I've found a lot of maintenance items and other parts really cheap, such air filters for around $2.00, which normally cost me $8-10 at the local parts store. A shame that they don't have a search like this already set up.


----------



## Windows on Wash (Aug 30, 2011)

Awesome find!!!


----------



## 4t7 (Sep 29, 2015)

Thanks for tip!

🙋


----------



## 4t7 (Sep 29, 2015)

I wonder if I should bookmark other years for my vehicle that use compatible/similar parts as my vehicle..? Or would they already show up if they work for my vehicle?


----------



## 4t7 (Sep 29, 2015)

Also thoughts on discount parts and non OEM parts like sensors and electrical parts?


----------



## r0ckstarr (Jan 8, 2013)

4t7 said:


> I wonder if I should bookmark other years for my vehicle that use compatible/similar parts as my vehicle..? Or would they already show up if they work for my vehicle?


That might depend on the vehicle. For example, a Ford Ranger 2.3 and a Mazda B2300 of the same generation. The parts should show up, as the only thing different about those trucks is the appearance. 



4t7 said:


> Also thoughts on discount parts and non OEM parts like sensors and electrical parts?


I try to get OEM for sensors, but sometimes that isn't always an option so I look for brand names that I know. Even then, it could be hit or miss.

I was on my way to get the emissions testing done, and on the way to the shop, my CEL came on. I turned around, went home, and ran my scanner. It showed to be an O2 sensor. None of the local parts stores had an OEM O2 sensor, and the dealership was asking a ridiculous price for it. I took the cheaper route and went with Bosch from the parts store. It's been in my truck for about 5yrs now and hasn't given me and problems.

Just the same, I went through 3 non-OEM Temp cooling sensors from the parts store, for a Beretta I had, before asking for a refund. Every one that I put on caused the car to run in limp mode.
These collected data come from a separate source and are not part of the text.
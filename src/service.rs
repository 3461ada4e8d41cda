//! Request pipeline: identifier → cache → fetch → normalize → cache

use crate::cache::ResultCache;
use crate::extractor::{extract_video_id, normalize, MetadataFetcher, VideoId, VideoInfo};
use crate::utils::config::FormatPolicy;
use crate::utils::error::RelayError;
use std::collections::HashMap;
use std::sync::{Arc, Mutex as SyncMutex};
use tokio::sync::Mutex;
use tracing::{debug, info, warn};

/// Resolves video URLs into normalized, cached format listings
///
/// Concurrent misses for the same identifier are coalesced: the first caller
/// runs the fetch while the others wait on the same per-identifier lock and
/// then read the freshly stored result.
pub struct InfoService {
    fetcher: Arc<dyn MetadataFetcher>,
    cache: ResultCache,
    policy: FormatPolicy,
    in_flight: InFlight,
}

type InFlight = SyncMutex<HashMap<VideoId, Arc<Mutex<()>>>>;

impl InfoService {
    pub fn new(fetcher: Arc<dyn MetadataFetcher>, cache: ResultCache, policy: FormatPolicy) -> Self {
        Self {
            fetcher,
            cache,
            policy,
            in_flight: SyncMutex::new(HashMap::new()),
        }
    }

    pub fn cache(&self) -> &ResultCache {
        &self.cache
    }

    pub fn policy(&self) -> FormatPolicy {
        self.policy
    }

    /// Resolve a URL into a [`VideoInfo`], serving from cache when possible
    pub async fn get_info(&self, url: &str) -> Result<VideoInfo, RelayError> {
        let url = url.trim();
        if url.is_empty() {
            return Err(RelayError::MissingUrl);
        }

        let Some(id) = extract_video_id(url) else {
            warn!("Rejected URL without a recognizable video id: {}", url);
            return Err(RelayError::InvalidUrl(url.to_string()));
        };
        debug!("Resolved {} to video id {}", url, id);

        if let Some(info) = self.cache.get(&id).await {
            info!("Cache hit for {}", id);
            return Ok(info);
        }

        // declared before the lock so it is dropped after it, even on cancellation
        let slot = SlotGuard::acquire(&self.in_flight, &id);
        let _lock = slot.lock().lock_owned().await;
        self.fetch_and_store(&id, url).await
    }

    async fn fetch_and_store(&self, id: &VideoId, url: &str) -> Result<VideoInfo, RelayError> {
        // another caller may have filled the entry while we waited
        if let Some(info) = self.cache.get(id).await {
            debug!("Cache filled by concurrent request for {}", id);
            return Ok(info);
        }

        debug!("Cache miss for {}, invoking {}", id, self.fetcher.id());
        let meta = self.fetcher.fetch(url).await?;
        let info = normalize(meta, self.policy);

        info!("Caching {} formats for {}", info.formats.len(), id);
        self.cache.set(id.clone(), info.clone()).await;
        Ok(info)
    }
}

/// Per-identifier lock handle, unregistered from the in-flight map on drop
/// once no other request holds it.
struct SlotGuard<'a> {
    in_flight: &'a InFlight,
    id: VideoId,
    slot: Arc<Mutex<()>>,
}

impl<'a> SlotGuard<'a> {
    fn acquire(in_flight: &'a InFlight, id: &VideoId) -> Self {
        let mut map = in_flight.lock().unwrap_or_else(|e| e.into_inner());
        let slot = map.entry(id.clone()).or_default().clone();
        Self {
            in_flight,
            id: id.clone(),
            slot,
        }
    }

    fn lock(&self) -> Arc<Mutex<()>> {
        self.slot.clone()
    }
}

impl Drop for SlotGuard<'_> {
    fn drop(&mut self) {
        let mut map = self.in_flight.lock().unwrap_or_else(|e| e.into_inner());
        // held only by the map and this guard: nobody else is waiting
        let idle = map
            .get(&self.id)
            .is_some_and(|s| Arc::ptr_eq(s, &self.slot) && Arc::strong_count(s) == 2);
        if idle {
            map.remove(&self.id);
        }
    }
}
I got one from the dealer and the first one I got worked right out of the box.

The things I get that I don't care if it's OEM is stuff like filters, wiper blades, brake pads / rotors, wheel bearings, U-joints, etc.


----------



## 4t7 (Sep 29, 2015)

r0ckstarr said:


> That might depend on the vehicle. For example, a Ford Ranger 2.3 and a Mazda B2300 of the same generation. The parts should show up, as the only thing different about those trucks is the appearance.
> 
> 
> 
> ...


Ok, yeah that makes sense. I wasn't sure if they grouped compatible parts together. I'm actually 'shopping' on RockAuto right now. Was looking for spark plug wires. Looks like I'm gonna make out with a complete wire kit, and several other parts I need for like $25. Awesome! Thanks for this PSA. You've already saved me $$$ 🙋

Actually debating on new 02 sensor, IAC, and MAP sensor as well,. Would only be like $60 for all that...

Hope none of these parts give me trouble like your non-OEM temp sensors 😁

Thanks again!


----------